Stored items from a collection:
== Segment start ==

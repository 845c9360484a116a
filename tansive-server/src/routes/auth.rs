//! `/auth/*`: bare login and view adoption.

use axum::extract::{Path, State};
use axum::Json;
use serde::Serialize;

use crate::auth::{self as auth_support, AuthExtractor};
use crate::error::ApiResult;
use crate::state::AppState;

#[derive(Serialize)]
pub struct TokenResponse {
    pub token: String,
    pub expires_at: tansive_core::Timestamp,
}

impl From<tansive_tokens::MintedToken> for TokenResponse {
    fn from(minted: tansive_tokens::MintedToken) -> Self {
        Self { token: minted.token, expires_at: minted.expires_at }
    }
}

/// `POST /auth/login` — single-user mode only; mints an unscoped identity token.
pub async fn login(State(state): State<AppState>) -> ApiResult<Json<TokenResponse>> {
    if !state.config.single_user_mode {
        return Err(crate::error::ApiError::unauthorized("login is only available in single-user mode"));
    }
    let minted = auth_support::login(&state.tokens, state.tenant_id).await?;
    Ok(Json(minted.into()))
}

/// `POST /auth/default-view-adoptions/{catalog}`.
pub async fn adopt_default_view(State(state): State<AppState>, Path(catalog): Path<String>) -> ApiResult<Json<TokenResponse>> {
    let minted = state.sessions.adopt_default_view(state.tenant_id, &catalog).await?;
    Ok(Json(minted.into()))
}

/// `POST /auth/view-adoptions/{catalogRef}/{viewLabel}` — requires the caller to already hold a
/// view authorizing `system.catalog.adoptView` on the target catalog.
pub async fn adopt_labeled_view(
    State(state): State<AppState>,
    Path((catalog, label)): Path<(String, String)>,
    AuthExtractor(ctx): AuthExtractor,
) -> ApiResult<Json<TokenResponse>> {
    let minted = state.sessions.adopt_labeled_view(state.tenant_id, &catalog, &label, &ctx.view).await?;
    Ok(Json(minted.into()))
}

== Segment end ==

Your reply must contain exactly the lines from the first line of the data through the line holding "already hold a", and nothing more.

* [WRITTEN RESPONSE]:
repository 845c9360484a116a
filename tansive-server/src/routes/auth.rs
//! `/auth/*`: bare login and view adoption.

use axum::extract::{Path, State};
use axum::Json;
use serde::Serialize;

use crate::auth::{self as auth_support, AuthExtractor};
use crate::error::ApiResult;
use crate::state::AppState;

#[derive(Serialize)]
pub struct TokenResponse {
    pub token: String,
    pub expires_at: tansive_core::Timestamp,
}

impl From<tansive_tokens::MintedToken> for TokenResponse {
    fn from(minted: tansive_tokens::MintedToken) -> Self {
        Self { token: minted.token, expires_at: minted.expires_at }
    }
}

/// `POST /auth/login` — single-user mode only; mints an unscoped identity token.
pub async fn login(State(state): State<AppState>) -> ApiResult<Json<TokenResponse>> {
    if !state.config.single_user_mode {
        return Err(crate::error::ApiError::unauthorized("login is only available in single-user mode"));
    }
    let minted = auth_support::login(&state.tokens, state.tenant_id).await?;
    Ok(Json(minted.into()))
}

/// `POST /auth/default-view-adoptions/{catalog}`.
pub async fn adopt_default_view(State(state): State<AppState>, Path(catalog): Path<String>) -> ApiResult<Json<TokenResponse>> {
    let minted = state.sessions.adopt_default_view(state.tenant_id, &catalog).await?;
    Ok(Json(minted.into()))
}

/// `POST /auth/view-adoptions/{catalogRef}/{viewLabel}` — requires the caller to already hold a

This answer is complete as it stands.